Listed records:
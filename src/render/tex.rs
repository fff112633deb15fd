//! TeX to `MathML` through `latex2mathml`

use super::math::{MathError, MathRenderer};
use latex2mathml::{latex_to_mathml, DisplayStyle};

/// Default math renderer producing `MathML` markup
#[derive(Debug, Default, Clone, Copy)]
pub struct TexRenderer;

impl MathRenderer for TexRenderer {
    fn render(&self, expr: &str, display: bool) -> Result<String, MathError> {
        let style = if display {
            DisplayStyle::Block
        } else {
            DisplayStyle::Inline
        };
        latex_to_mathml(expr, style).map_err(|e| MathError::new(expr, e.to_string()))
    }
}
* * *
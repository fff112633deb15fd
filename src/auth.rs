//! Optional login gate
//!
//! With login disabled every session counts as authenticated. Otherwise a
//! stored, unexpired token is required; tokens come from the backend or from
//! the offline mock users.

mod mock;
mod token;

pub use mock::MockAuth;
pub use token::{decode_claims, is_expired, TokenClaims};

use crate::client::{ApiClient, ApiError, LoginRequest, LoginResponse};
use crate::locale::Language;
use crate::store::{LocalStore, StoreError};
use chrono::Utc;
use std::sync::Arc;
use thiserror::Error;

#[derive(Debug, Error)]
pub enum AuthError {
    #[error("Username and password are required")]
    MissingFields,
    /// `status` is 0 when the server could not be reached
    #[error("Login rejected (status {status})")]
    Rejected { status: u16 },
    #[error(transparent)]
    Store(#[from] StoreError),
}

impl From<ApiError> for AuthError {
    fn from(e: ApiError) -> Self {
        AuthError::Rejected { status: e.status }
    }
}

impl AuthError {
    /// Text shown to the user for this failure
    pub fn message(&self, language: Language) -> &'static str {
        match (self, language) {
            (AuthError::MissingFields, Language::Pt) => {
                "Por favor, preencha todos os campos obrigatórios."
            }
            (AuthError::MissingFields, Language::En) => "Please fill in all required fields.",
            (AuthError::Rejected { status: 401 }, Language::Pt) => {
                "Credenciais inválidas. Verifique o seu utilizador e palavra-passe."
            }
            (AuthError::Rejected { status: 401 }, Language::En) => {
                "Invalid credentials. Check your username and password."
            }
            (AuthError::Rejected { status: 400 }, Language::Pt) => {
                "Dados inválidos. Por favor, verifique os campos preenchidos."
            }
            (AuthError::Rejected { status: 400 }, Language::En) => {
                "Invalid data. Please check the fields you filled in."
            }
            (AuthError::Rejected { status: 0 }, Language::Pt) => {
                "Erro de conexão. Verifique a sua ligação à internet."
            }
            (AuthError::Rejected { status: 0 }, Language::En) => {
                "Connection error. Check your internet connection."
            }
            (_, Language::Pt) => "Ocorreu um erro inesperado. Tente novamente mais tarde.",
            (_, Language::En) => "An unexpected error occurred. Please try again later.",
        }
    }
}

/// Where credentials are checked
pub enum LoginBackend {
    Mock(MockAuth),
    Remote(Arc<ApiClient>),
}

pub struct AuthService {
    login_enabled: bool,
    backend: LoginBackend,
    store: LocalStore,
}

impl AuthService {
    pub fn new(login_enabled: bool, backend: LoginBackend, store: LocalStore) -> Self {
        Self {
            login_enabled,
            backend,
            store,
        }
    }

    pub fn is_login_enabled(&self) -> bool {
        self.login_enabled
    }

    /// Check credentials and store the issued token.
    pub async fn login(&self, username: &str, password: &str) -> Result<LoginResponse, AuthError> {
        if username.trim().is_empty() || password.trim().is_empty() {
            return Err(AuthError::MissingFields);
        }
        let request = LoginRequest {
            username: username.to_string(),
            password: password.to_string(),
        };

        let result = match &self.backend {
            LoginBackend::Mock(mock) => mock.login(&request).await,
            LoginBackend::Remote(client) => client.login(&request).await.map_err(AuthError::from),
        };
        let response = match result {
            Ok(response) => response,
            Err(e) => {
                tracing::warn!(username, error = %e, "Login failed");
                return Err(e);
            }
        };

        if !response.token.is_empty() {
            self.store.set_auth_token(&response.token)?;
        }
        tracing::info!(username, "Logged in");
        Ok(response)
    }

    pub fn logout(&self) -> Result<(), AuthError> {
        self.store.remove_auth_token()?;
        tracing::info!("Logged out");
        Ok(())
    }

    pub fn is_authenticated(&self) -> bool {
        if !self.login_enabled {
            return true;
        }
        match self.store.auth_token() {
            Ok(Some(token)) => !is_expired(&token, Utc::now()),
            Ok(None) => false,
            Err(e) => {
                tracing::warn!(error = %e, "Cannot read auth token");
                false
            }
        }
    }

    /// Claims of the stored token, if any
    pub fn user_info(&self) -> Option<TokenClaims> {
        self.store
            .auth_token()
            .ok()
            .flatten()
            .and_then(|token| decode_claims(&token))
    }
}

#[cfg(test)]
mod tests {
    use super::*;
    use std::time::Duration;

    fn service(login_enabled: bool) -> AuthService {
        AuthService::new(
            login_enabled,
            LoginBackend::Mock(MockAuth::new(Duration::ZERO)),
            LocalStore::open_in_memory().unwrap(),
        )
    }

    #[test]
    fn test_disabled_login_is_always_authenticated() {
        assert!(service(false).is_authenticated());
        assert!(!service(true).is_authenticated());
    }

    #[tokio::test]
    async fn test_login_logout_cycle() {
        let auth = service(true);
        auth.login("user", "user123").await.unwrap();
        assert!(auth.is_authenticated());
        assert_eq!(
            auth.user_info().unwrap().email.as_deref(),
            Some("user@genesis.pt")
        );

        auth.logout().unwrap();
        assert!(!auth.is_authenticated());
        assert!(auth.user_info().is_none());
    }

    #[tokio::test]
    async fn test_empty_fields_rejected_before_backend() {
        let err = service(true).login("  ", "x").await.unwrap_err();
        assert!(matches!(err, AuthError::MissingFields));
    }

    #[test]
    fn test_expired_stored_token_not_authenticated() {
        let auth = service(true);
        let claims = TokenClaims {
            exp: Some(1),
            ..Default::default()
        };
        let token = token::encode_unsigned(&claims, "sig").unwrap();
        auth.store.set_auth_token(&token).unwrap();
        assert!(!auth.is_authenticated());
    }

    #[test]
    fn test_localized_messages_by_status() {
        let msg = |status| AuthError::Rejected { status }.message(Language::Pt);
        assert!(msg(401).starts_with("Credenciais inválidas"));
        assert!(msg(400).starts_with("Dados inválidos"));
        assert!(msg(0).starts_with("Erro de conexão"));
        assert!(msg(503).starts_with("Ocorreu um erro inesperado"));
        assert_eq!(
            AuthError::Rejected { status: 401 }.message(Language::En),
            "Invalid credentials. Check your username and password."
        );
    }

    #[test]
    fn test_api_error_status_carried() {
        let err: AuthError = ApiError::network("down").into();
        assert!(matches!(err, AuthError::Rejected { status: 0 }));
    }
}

Task brief: Line count for the string "favor": say how many lines in the listing contain it, and add nothing.

Result for this task: 2